# Replaced my favorite knife.



## The Tourist (Jun 9, 2016)

Several years ago a client offered me too much money for my tan/tan Boker plain edge Kalashnikov. And I foolishly sold it.

But it was the fastest, sharpest switchblade I ever owned, and remarkably the cheapest. Of course, I never found a replacement.

A few weeks ago I contacted Jane at HORIZON BLADEWORKS and asked for the impossible. A few days later she called me back--she found one!

I polished it like the former one, and like that first one, this one is just as sharp and dangerous. The action cannot be described!

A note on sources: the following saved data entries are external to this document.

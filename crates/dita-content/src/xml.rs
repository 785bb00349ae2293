//! XML ingress and egress
//!
//! Parsing goes through `quick_xml`'s pull reader into the arena tree.
//! Everything before the root element (declaration, doctype, comments) is
//! kept verbatim as the header, everything after it as the trailer, so a
//! document that is not mutated serializes back to the same bytes modulo
//! attribute quoting.

use std::borrow::Cow;
use std::fmt::Write as _;
use std::path::Path;

use quick_xml::events::{BytesStart, Event};
use quick_xml::Reader;

use crate::error::{ParseError, SerializeError};
use crate::tree::{DocumentTree, Element, Node, NodeId};

/// Prolog used when a document carries no XML declaration
pub const DEFAULT_PROLOG: &str = "<?xml version=\"1.0\" encoding=\"UTF-8\"?>\n";

const IN_MEMORY: &str = "<string>";

/// The five predefined entities, plus `&nbsp;`, which legacy exports use
/// without declaring it
fn resolve_entity(entity: &str) -> Option<&'static str> {
    match entity {
        "nbsp" => Some("\u{a0}"),
        _ => quick_xml::escape::resolve_predefined_entity(entity),
    }
}

fn offset(position: impl TryInto<usize>) -> usize {
    position.try_into().unwrap_or(usize::MAX)
}

#[derive(Default)]
struct TreeBuilder {
    nodes: Vec<Node>,
    stack: Vec<NodeId>,
    root: Option<NodeId>,
    header_end: usize,
    trailer_start: Option<usize>,
}

impl TreeBuilder {
    fn open(&mut self, element: Element, start: usize) -> Result<NodeId, String> {
        if self.stack.is_empty() {
            if self.root.is_some() {
                return Err(format!("second root element <{}>", element.tag));
            }
            self.header_end = start;
        }
        let id = DocumentTree::push_node(&mut self.nodes, Node::Element(element));
        match self.stack.last() {
            Some(parent) => self.attach(*parent, id),
            None => self.root = Some(id),
        }
        Ok(id)
    }

    fn attach(&mut self, parent: NodeId, child: NodeId) {
        if let Some(Node::Element(el)) = self.nodes.get_mut(parent.index()) {
            el.children.push(child);
        }
    }

    fn leaf(&mut self, node: Node) {
        if let Some(parent) = self.stack.last().copied() {
            let id = DocumentTree::push_node(&mut self.nodes, node);
            self.attach(parent, id);
        }
    }
}

/// Byte offset of the `<` opening the markup read from `position`
///
/// Depending on the reader state the position sits on the `<` or one past it.
fn markup_start(source: &str, position: usize) -> usize {
    let from = position.saturating_sub(1).min(source.len());
    source.as_bytes()[from..]
        .iter()
        .position(|b| *b == b'<')
        .map_or(position, |i| from + i)
}

fn utf8(bytes: &[u8]) -> Result<String, String> {
    std::str::from_utf8(bytes)
        .map(str::to_string)
        .map_err(|e| e.to_string())
}

fn element_from(start: &BytesStart<'_>, self_closing: bool) -> Result<Element, String> {
    let mut element = Element::new(utf8(start.name().as_ref())?);
    element.self_closing = self_closing;
    for attribute in start.attributes() {
        let attribute = attribute.map_err(|e| e.to_string())?;
        let key = utf8(attribute.key.as_ref())?;
        let value = attribute
            .unescape_value_with(resolve_entity)
            .map_err(|e| e.to_string())?
            .into_owned();
        element.attributes.push((key, value));
    }
    Ok(element)
}

impl DocumentTree {
    /// Parse a document from disk
    pub fn load(path: impl AsRef<Path>) -> Result<Self, ParseError> {
        let path = path.as_ref();
        let source = std::fs::read_to_string(path).map_err(|e| ParseError::io_error(path, e))?;
        Self::parse_str(&source).map_err(|e| e.with_path(path))
    }

    /// Parse a document from a string
    pub fn parse_str(source: &str) -> Result<Self, ParseError> {
        let mut reader = Reader::from_str(source);
        let mut builder = TreeBuilder::default();

        loop {
            let start = offset(reader.buffer_position());
            let event = match reader.read_event() {
                Ok(event) => event,
                Err(e) => {
                    let at = offset(reader.buffer_position());
                    return Err(ParseError::syntax_error(IN_MEMORY, format!("{e} (byte {at})")));
                }
            };
            let syntax = |message: String| ParseError::syntax_error(IN_MEMORY, message);

            match event {
                Event::Start(tag) => {
                    let element = element_from(&tag, false).map_err(syntax)?;
                    let id = builder
                        .open(element, markup_start(source, start))
                        .map_err(syntax)?;
                    builder.stack.push(id);
                }
                Event::Empty(tag) => {
                    let element = element_from(&tag, true).map_err(syntax)?;
                    builder
                        .open(element, markup_start(source, start))
                        .map_err(syntax)?;
                    if builder.stack.is_empty() {
                        builder.trailer_start = Some(offset(reader.buffer_position()));
                    }
                }
                Event::End(_) => {
                    builder.stack.pop();
                    if builder.stack.is_empty() {
                        builder.trailer_start = Some(offset(reader.buffer_position()));
                    }
                }
                Event::Text(text) => {
                    let text = text
                        .unescape_with(resolve_entity)
                        .map_err(|e| syntax(e.to_string()))?;
                    if builder.stack.is_empty() {
                        if !text.trim().is_empty() {
                            return Err(syntax(format!("text outside the root element: {:?}", text.trim())));
                        }
                    } else {
                        builder.leaf(Node::Text(text.into_owned()));
                    }
                }
                Event::CData(data) => {
                    builder.leaf(Node::CData(String::from_utf8_lossy(&data).into_owned()));
                }
                Event::Comment(comment) => {
                    builder.leaf(Node::Comment(String::from_utf8_lossy(&comment).into_owned()));
                }
                Event::PI(instruction) => {
                    builder.leaf(Node::ProcessingInstruction(
                        String::from_utf8_lossy(&instruction).into_owned(),
                    ));
                }
                Event::Decl(_) | Event::DocType(_) => {}
                Event::Eof => break,
            }
        }

        if let Some(open) = builder.stack.last() {
            let tag = match builder.nodes.get(open.index()) {
                Some(Node::Element(el)) => el.tag.clone(),
                _ => String::new(),
            };
            return Err(ParseError::syntax_error(IN_MEMORY, format!("unclosed element <{tag}>")));
        }
        let root = builder.root.ok_or_else(|| ParseError::NoRoot(IN_MEMORY.into()))?;

        let raw_header = source.get(..builder.header_end).unwrap_or_default();
        let header = if raw_header.contains("<?xml") {
            raw_header.to_string()
        } else {
            format!("{DEFAULT_PROLOG}{raw_header}")
        };
        let trailer = builder
            .trailer_start
            .and_then(|at| source.get(at..))
            .unwrap_or_default()
            .to_string();

        Ok(Self::from_parts(builder.nodes, root, header, trailer))
    }

    /// Serialize header, root element and trailer
    pub fn to_xml_string(&self) -> Result<String, SerializeError> {
        let mut out = String::with_capacity(self.header().len() + 4096);
        out.push_str(self.header());
        self.write_node(self.root(), &mut out)?;
        out.push_str(self.trailer());
        Ok(out)
    }

    /// Serialize to disk
    pub fn write(&self, path: impl AsRef<Path>) -> Result<(), SerializeError> {
        let path = path.as_ref();
        let xml = self.to_xml_string()?;
        std::fs::write(path, xml).map_err(|e| SerializeError::io_error(path, e))
    }

    fn write_node(&self, id: NodeId, out: &mut String) -> std::fmt::Result {
        match self.node(id) {
            Node::Element(el) => {
                write!(out, "<{}", el.tag)?;
                for (key, value) in &el.attributes {
                    write!(out, " {key}=\"{}\"", escape_attribute(value))?;
                }
                if el.children.is_empty() && el.self_closing {
                    out.push_str("/>");
                    return Ok(());
                }
                out.push('>');
                for child in &el.children {
                    self.write_node(*child, out)?;
                }
                write!(out, "</{}>", el.tag)?;
            }
            Node::Text(text) => out.push_str(&escape_text(text)),
            Node::CData(data) => write!(out, "<![CDATA[{data}]]>")?,
            Node::Comment(comment) => write!(out, "<!--{comment}-->")?,
            Node::ProcessingInstruction(body) => write!(out, "<?{body}?>")?,
        }
        Ok(())
    }
}

fn escape_with<'a>(raw: &'a str, special: &[char], entity: fn(char) -> &'static str) -> Cow<'a, str> {
    if !raw.contains(special) {
        return Cow::Borrowed(raw);
    }
    let mut out = String::with_capacity(raw.len() + 16);
    for ch in raw.chars() {
        if special.contains(&ch) {
            out.push_str(entity(ch));
        } else {
            out.push(ch);
        }
    }
    Cow::Owned(out)
}

fn entity_for(ch: char) -> &'static str {
    match ch {
        '&' => "&amp;",
        '<' => "&lt;",
        '"' => "&quot;",
        _ => "",
    }
}

/// Text keeps `>` and quotes literal so untouched prose round-trips
fn escape_text(raw: &str) -> Cow<'_, str> {
    escape_with(raw, &['&', '<'], entity_for)
}

fn escape_attribute(raw: &str) -> Cow<'_, str> {
    escape_with(raw, &['&', '<', '"'], entity_for)
}

#[cfg(test)]
mod tests {
    use super::*;

    #[test]
    fn untouched_document_round_trips() {
        let source = concat!(
            "<?xml version=\"1.0\" encoding=\"UTF-8\"?>\n",
            "<!DOCTYPE concept PUBLIC \"-//OASIS//DTD DITA Concept//EN\" \"concept.dtd\">\n",
            "<concept id=\"c1\" outputclass=\"explanation\">\n",
            "  <title>Fish &amp; chips</title>\n",
            "  <conbody><p>a &lt; b > c</p><!-- note --><p/></conbody>\n",
            "</concept>\n",
        );
        let tree = DocumentTree::parse_str(source).unwrap();
        assert_eq!(tree.to_xml_string().unwrap(), source);
    }

    #[test]
    fn default_prolog_when_declaration_missing() {
        let tree = DocumentTree::parse_str("<topic/>").unwrap();
        assert_eq!(tree.header(), DEFAULT_PROLOG);
        assert_eq!(tree.to_xml_string().unwrap(), format!("{DEFAULT_PROLOG}<topic/>"));
    }

    #[test]
    fn nbsp_entity_resolves() {
        let tree = DocumentTree::parse_str("<p>&nbsp;</p>").unwrap();
        assert_eq!(tree.text_content(tree.root()), "\u{a0}");
    }

    #[test]
    fn predefined_entities_resolve() {
        let tree = DocumentTree::parse_str(
            r#"<p title="&quot;A&quot; &amp; &apos;B&apos;">&lt;&gt;&amp;&quot;&apos;</p>"#,
        )
        .unwrap();
        assert_eq!(tree.text_content(tree.root()), "<>&\"'");
        assert_eq!(tree.attribute(tree.root(), "title"), Some("\"A\" & 'B'"));
    }

    #[test]
    fn malformed_documents_fail() {
        for source in [
            "<a><b></a>",
            "<a><b>",
            "<a/><b/>",
            "<a/>trailing",
            "",
        ] {
            assert!(DocumentTree::parse_str(source).is_err(), "accepted {source:?}");
        }
    }

    #[test]
    fn attribute_quotes_are_escaped() {
        let mut tree = DocumentTree::parse_str("<a/>").unwrap();
        let root = tree.root();
        tree.set_attribute(root, "title", "say \"hi\" & <go>");
        let xml = tree.to_xml_string().unwrap();
        assert!(xml.ends_with("<a title=\"say &quot;hi&quot; &amp; &lt;go>\"/>"));
    }

    #[test]
    fn load_reports_path() {
        let dir = tempfile::tempdir().unwrap();
        let path = dir.path().join("broken.dita");
        std::fs::write(&path, "<topic><title></topic>").unwrap();
        let err = DocumentTree::load(&path).unwrap_err();
        assert!(err.to_string().contains("broken.dita"), "{err}");
    }
}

In fact, I called her today and left a message. I'd better get a spare...


----------



## bigwheel (Sep 22, 2014)

Good snag. Mighty pretty. Can it split the card lengthwise? Saw that on TV one time. Found this on you tube. Not really what I was hunting but it looked interesting. 
https://gunstreamer.com/watch/will-a-throwing-knife-split-a-playing-card_dzAQCvkQ1FRg2YD.html


----------



## MisterMills357 (Apr 15, 2015)

Excellent find, live and prosper Obi-Wan.:tango_face_smile:


----------



## Grinch2 (Sep 12, 2016)

A driller on my crew carries a Kalashnikov, he owns a dozen of them. We always jokingly tease one another who's knife is better. Have not ventured into the auto knife field YET, but just happened to watch Blade HQ's video on it, thinking maybe soon.


----------



## The Tourist (Jun 9, 2016)

I've collected all types of knives, from autos to fixed blades to jackknives and assisted opening varieties. All of them have advantages, and remarkably few disadvantages. 

For example, in many municipalities the switchblades are illegal. In Wisconsin, former Governor Walker made them legal again.

Right now I'm carrying the Boker on my right side and Prequel on my left for food, as it has a more culinary blade alloy. It also comes completely apart by hand for easier cleaning.


----------